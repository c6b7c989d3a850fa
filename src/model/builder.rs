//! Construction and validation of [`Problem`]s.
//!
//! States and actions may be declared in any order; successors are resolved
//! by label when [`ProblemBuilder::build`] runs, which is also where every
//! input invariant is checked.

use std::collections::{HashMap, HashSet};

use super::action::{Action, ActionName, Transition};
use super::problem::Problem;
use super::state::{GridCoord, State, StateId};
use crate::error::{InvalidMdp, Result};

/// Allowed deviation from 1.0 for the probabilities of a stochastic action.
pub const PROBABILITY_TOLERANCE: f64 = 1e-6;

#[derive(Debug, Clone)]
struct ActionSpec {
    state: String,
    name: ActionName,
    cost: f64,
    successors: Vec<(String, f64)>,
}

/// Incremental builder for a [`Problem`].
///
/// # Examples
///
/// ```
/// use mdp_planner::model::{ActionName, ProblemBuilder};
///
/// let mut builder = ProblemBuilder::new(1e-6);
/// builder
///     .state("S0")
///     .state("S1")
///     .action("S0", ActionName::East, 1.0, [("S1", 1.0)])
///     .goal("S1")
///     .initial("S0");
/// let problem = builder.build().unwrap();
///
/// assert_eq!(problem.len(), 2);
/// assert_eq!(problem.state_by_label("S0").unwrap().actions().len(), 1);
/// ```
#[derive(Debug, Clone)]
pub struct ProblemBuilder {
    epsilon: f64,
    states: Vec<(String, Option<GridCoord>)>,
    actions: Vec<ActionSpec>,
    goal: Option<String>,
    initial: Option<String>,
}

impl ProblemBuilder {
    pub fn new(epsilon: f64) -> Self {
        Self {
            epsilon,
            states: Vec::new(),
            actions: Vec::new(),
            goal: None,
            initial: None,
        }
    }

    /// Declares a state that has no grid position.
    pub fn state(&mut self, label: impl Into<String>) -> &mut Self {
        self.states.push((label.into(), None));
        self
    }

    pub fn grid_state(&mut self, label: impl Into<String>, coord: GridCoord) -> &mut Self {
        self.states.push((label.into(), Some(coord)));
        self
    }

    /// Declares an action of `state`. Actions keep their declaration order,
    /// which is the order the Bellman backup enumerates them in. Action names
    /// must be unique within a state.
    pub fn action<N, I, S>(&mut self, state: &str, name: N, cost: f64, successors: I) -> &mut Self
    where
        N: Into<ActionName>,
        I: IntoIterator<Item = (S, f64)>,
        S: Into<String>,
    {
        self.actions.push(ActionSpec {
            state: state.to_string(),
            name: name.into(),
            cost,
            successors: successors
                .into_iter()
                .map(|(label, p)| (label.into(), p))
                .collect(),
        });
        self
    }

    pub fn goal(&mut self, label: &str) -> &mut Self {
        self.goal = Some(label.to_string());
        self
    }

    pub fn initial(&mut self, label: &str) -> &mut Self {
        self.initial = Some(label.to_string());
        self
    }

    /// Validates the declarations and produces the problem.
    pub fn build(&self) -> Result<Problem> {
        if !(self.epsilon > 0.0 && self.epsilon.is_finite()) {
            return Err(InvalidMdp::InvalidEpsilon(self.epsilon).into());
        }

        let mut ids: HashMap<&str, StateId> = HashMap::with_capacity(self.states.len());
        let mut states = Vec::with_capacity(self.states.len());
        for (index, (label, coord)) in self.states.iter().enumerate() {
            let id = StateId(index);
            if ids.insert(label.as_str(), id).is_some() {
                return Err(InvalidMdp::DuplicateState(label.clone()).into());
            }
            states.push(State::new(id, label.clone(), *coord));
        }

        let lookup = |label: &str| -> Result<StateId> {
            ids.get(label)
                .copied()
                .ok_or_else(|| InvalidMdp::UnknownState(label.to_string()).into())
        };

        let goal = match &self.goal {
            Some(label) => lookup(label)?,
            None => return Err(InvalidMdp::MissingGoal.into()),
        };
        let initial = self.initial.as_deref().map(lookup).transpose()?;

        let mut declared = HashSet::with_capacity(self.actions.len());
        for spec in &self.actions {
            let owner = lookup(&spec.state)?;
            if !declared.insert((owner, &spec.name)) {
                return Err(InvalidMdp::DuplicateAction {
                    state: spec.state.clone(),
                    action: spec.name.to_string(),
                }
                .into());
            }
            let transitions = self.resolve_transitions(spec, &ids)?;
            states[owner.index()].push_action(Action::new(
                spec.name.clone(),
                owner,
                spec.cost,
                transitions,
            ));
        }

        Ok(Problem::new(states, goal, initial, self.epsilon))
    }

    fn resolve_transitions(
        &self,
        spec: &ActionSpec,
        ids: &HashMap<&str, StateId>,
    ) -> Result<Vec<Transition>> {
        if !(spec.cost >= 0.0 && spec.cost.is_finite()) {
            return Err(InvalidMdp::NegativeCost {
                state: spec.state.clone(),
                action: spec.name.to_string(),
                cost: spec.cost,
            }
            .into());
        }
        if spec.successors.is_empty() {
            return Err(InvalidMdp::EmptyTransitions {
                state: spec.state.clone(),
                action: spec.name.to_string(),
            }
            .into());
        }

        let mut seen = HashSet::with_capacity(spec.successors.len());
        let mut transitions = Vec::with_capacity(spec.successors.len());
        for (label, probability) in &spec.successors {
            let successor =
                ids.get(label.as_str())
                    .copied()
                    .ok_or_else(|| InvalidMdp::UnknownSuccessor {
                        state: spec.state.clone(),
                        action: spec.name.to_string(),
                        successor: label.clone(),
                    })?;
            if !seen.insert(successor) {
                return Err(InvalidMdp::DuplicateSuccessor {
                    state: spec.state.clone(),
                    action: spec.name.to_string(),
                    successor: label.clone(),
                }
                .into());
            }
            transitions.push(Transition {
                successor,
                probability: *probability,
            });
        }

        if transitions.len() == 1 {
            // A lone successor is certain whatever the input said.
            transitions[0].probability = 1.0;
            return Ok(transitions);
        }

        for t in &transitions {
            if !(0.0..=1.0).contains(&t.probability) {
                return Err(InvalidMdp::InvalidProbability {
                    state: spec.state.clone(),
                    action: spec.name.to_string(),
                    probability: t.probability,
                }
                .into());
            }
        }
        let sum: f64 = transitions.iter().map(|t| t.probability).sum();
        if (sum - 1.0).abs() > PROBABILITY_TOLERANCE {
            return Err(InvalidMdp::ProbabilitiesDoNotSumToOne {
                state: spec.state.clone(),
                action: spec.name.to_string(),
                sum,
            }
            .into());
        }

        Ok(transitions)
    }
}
* * *
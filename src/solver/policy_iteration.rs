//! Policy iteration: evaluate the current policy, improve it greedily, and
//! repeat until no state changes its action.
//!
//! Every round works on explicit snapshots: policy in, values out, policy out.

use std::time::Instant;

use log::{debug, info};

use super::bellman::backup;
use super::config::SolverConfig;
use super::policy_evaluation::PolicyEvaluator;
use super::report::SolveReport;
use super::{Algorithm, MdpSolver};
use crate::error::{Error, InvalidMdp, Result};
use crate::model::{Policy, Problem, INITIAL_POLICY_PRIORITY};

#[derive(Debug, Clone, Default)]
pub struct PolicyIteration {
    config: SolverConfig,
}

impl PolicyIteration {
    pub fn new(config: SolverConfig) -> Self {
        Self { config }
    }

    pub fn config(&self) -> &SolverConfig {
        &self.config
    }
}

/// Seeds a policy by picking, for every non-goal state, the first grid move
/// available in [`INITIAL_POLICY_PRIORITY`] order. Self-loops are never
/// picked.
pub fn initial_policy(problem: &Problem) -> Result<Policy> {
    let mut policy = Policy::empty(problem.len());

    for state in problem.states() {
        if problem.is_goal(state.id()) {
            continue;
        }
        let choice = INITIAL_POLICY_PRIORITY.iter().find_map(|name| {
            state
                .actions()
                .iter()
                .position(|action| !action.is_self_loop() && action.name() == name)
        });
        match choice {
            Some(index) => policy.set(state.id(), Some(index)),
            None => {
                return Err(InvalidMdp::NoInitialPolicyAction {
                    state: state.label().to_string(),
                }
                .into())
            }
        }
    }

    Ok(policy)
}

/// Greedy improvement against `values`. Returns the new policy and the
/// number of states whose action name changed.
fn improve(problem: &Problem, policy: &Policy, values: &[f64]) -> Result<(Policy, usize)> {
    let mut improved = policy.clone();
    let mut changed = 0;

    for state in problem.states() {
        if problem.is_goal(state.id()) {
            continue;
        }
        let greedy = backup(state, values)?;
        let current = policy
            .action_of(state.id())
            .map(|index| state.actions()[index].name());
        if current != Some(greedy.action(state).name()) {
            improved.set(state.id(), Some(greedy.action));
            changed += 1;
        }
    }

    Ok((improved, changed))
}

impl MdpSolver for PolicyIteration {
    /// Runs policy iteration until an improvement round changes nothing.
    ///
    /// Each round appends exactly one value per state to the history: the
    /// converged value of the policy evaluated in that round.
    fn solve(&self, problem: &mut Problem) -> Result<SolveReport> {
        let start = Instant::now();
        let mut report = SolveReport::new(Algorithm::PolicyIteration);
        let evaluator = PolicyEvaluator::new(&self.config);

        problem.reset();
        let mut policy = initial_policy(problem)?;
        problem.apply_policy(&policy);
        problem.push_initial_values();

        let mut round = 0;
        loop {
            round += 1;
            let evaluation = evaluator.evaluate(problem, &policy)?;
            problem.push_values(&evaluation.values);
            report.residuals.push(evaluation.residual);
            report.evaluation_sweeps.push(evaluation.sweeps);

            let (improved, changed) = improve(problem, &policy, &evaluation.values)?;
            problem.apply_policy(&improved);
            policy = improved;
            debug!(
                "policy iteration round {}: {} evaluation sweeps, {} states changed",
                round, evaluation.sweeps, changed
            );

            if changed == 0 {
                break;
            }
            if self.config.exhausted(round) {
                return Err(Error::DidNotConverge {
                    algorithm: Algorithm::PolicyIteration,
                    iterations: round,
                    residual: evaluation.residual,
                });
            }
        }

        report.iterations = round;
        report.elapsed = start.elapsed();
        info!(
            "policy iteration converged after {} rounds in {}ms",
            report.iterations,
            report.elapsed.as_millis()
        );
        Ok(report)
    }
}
--
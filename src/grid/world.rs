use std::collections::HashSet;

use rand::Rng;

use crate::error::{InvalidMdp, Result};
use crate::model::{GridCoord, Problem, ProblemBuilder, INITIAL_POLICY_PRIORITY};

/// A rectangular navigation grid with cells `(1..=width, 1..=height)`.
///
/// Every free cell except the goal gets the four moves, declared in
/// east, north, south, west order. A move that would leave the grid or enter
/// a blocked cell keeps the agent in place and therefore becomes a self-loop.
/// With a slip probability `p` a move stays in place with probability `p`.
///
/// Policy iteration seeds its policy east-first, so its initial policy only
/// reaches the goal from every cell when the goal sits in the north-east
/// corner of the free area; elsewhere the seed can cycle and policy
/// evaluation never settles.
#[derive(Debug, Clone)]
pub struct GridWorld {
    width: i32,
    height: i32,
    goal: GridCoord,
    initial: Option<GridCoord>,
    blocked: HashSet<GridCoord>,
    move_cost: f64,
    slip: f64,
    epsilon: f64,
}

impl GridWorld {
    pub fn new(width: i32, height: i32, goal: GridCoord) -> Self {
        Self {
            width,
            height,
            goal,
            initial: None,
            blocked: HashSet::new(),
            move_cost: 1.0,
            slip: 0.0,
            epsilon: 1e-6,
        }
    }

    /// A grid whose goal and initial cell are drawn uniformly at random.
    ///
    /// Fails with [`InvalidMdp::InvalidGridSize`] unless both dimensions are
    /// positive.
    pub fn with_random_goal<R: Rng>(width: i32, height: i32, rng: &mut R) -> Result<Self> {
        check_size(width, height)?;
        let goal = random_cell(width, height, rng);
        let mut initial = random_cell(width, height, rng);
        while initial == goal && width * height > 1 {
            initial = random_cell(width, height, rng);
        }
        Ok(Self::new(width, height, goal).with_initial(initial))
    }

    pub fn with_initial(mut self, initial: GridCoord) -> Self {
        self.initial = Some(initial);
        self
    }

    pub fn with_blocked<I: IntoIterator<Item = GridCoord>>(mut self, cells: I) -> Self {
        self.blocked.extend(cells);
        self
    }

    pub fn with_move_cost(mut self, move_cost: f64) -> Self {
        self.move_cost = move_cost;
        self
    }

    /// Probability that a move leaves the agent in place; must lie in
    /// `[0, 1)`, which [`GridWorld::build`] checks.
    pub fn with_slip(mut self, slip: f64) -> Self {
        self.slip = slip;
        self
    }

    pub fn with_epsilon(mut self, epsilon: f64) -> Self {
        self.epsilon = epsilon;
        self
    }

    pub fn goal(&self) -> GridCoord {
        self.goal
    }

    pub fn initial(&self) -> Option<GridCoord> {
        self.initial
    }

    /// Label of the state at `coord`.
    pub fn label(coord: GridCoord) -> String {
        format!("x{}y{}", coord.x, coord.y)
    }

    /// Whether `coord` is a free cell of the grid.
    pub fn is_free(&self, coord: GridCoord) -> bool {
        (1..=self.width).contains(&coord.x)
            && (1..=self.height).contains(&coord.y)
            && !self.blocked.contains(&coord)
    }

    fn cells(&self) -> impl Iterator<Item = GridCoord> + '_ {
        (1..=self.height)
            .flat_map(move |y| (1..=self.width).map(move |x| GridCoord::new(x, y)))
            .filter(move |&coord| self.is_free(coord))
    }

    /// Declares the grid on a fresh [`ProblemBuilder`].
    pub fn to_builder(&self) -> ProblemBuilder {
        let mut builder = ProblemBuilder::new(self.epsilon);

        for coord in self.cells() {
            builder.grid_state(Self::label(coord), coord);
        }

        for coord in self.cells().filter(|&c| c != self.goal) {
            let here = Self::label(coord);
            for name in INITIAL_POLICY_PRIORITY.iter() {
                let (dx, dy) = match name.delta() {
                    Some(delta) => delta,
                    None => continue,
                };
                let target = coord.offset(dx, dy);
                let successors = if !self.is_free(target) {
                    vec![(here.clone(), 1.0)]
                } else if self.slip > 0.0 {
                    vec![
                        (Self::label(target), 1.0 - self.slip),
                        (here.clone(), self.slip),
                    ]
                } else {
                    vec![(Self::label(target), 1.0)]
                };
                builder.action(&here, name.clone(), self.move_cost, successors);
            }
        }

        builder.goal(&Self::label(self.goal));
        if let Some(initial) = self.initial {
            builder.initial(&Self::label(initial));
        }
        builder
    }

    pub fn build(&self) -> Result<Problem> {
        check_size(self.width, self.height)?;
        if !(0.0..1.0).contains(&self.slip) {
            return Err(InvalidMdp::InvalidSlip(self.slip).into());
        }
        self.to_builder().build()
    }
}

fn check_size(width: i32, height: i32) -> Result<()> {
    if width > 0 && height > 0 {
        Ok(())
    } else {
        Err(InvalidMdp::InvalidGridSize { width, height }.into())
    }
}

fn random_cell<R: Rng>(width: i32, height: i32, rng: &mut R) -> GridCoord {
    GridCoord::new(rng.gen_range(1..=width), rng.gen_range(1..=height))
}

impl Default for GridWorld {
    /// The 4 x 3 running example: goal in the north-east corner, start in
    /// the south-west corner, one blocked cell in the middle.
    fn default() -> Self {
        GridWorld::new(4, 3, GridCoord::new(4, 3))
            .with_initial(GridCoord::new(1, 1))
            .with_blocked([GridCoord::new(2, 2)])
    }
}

Work to be completed
Reproduce word for word the material above, beginning with the line that contains "let choice = INITIAL_POLICY_PRIORITY.iter().find_map(|name|" and ending with the line that contains "let evaluator = PolicyEvaluator::new(&self.config);".

Answer box
        let choice = INITIAL_POLICY_PRIORITY.iter().find_map(|name| {
            state
                .actions()
                .iter()
                .position(|action| !action.is_self_loop() && action.name() == name)
        });
        match choice {
            Some(index) => policy.set(state.id(), Some(index)),
            None => {
                return Err(InvalidMdp::NoInitialPolicyAction {
                    state: state.label().to_string(),
                }
                .into())
            }
        }
    }

    Ok(policy)
}

/// Greedy improvement against `values`. Returns the new policy and the
/// number of states whose action name changed.
fn improve(problem: &Problem, policy: &Policy, values: &[f64]) -> Result<(Policy, usize)> {
    let mut improved = policy.clone();
    let mut changed = 0;

    for state in problem.states() {
        if problem.is_goal(state.id()) {
            continue;
        }
        let greedy = backup(state, values)?;
        let current = policy
            .action_of(state.id())
            .map(|index| state.actions()[index].name());
        if current != Some(greedy.action(state).name()) {
            improved.set(state.id(), Some(greedy.action));
            changed += 1;
        }
    }

    Ok((improved, changed))
}

impl MdpSolver for PolicyIteration {
    /// Runs policy iteration until an improvement round changes nothing.
    ///
    /// Each round appends exactly one value per state to the history: the
    /// converged value of the policy evaluated in that round.
    fn solve(&self, problem: &mut Problem) -> Result<SolveReport> {
        let start = Instant::now();
        let mut report = SolveReport::new(Algorithm::PolicyIteration);
        let evaluator = PolicyEvaluator::new(&self.config);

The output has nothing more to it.